Kevin Oberman wrote:
Lead-acid batteries can deliver way over 100 amps of current and a conductor across "safe" voltage will get hot and, if not heavy enough, will vaporize. The temperatures attained can cause major burns and, should the metal vaporize, can damage tissue so severely that fingers have been lost when the blood vessels were cauterized.
While safety rules often list voltages under 50 as being safe, it is still important to exercise caution like removing rings, bracelets and the like.
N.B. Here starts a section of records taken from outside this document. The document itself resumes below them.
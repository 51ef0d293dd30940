//! Events command for listing stored weighing events.

use std::io::Write;

use anyhow::{Context, Result};
use chrono::{NaiveDate, Utc};
use cs_core::keys::DATE_FORMAT;
use cs_db::Database;

/// Lists the events stored under a UTC date partition, oldest first.
pub fn run<W: Write>(writer: &mut W, db: &Database, date: Option<&str>, json: bool) -> Result<()> {
    let date = match date {
        Some(date) => {
            NaiveDate::parse_from_str(date, DATE_FORMAT)
                .with_context(|| format!("invalid date {date}, expected YYYY.MM.DD"))?;
            date.to_string()
        }
        None => Utc::now().format(DATE_FORMAT).to_string(),
    };
    let events = db.events_on(&date)?;

    if json {
        for event in &events {
            let line = serde_json::to_string(event).context("failed to serialize event")?;
            writeln!(writer, "{line}")?;
        }
        return Ok(());
    }

    if events.is_empty() {
        writeln!(writer, "No events on {date}.")?;
        return Ok(());
    }
    for event in &events {
        let label = event
            .cat
            .as_ref()
            .map_or_else(|| "(unlabeled)".to_string(), ToString::to_string);
        writeln!(
            writer,
            "{} {} (local {} {})  {} over {}s  {}",
            event.date_utc,
            event.time_utc,
            event.date_local,
            event.time_local,
            event.weight,
            event.elapsed_sec,
            label
        )?;
    }
    Ok(())
}
/// Render entry point: one call per redraw
use tracing::debug;

use crate::compositor::{compose, DrawCommand, Surface};
use crate::geometry::Mesh;
use crate::params::RenderParams;
use crate::transform::{transform_vertices, RotationState, Viewport};
use crate::visibility::score_faces;

/// Build the complete draw list for one frame: background, then faces
/// back-to-front.
pub fn frame_commands(
    mesh: &Mesh,
    rotation: &RotationState,
    viewport: &Viewport,
    params: &RenderParams,
) -> Vec<DrawCommand> {
    let transformed = transform_vertices(mesh, rotation, viewport);
    let scores = score_faces(mesh, &transformed, &params.view_point);

    let mut commands = vec![DrawCommand::Background(params.background)];
    commands.extend(compose(mesh, &transformed, &scores, params));

    debug!(
        faces = mesh.faces().len(),
        drawn = commands.len() - 1,
        about_x = rotation.about_x,
        about_y = rotation.about_y,
        about_z = rotation.about_z,
        "frame composed"
    );

    commands
}

/// Transform, score and composite `mesh` onto `surface`.
pub fn render_frame<S: Surface + ?Sized>(
    surface: &mut S,
    mesh: &Mesh,
    rotation: &RotationState,
    viewport: &Viewport,
    params: &RenderParams,
) {
    for command in frame_commands(mesh, rotation, viewport, params) {
        surface.execute(&command);
    }
}

#[cfg(test)]
mod tests {
    use super::*;

    #[test]
    fn test_background_comes_first() {
        let mesh = Mesh::cube(100.0);
        let commands = frame_commands(
            &mesh,
            &RotationState::zero(),
            &Viewport::default(),
            &RenderParams::default(),
        );
        assert!(matches!(commands[0], DrawCommand::Background(_)));
        assert!(commands[1..]
            .iter()
            .all(|c| matches!(c, DrawCommand::Polygon { .. })));
    }
}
I can't remember what I was trying to accomplish, but when we were building a telco office, and after making sure I was completely "demetalicized", I had to climb up the ladder and sit on one of the 48V 1/4"x4" (2-sandwiched) copper buss-bars and lay out accross the others, everything being already 'hot'. Unnerving to be sure. I can also recall one morning at the S.P. Railroad when they called all us 'Diesel Electricians' together and showed us a wrench from graveyard shift. Most of one end was burned off, and the other end was welded to the thick, gold, wedding-band which had been cut off the guy's finger on the way to the hospital. They reiterated the mantra, 'when working with batteries, always disconnect the grounded/carbody side first'. At IBM, we had a ritual before working on -anything-. Take off rings, watches/bracelet, tie-clasp and put into pocket. Tuck tie into top opening of shirt (white) so your neck doesn't get broken when tie catches on all the spinning crap. Even after the 360/370 came along you could always tell the old hands...the guys with their tie tucked in.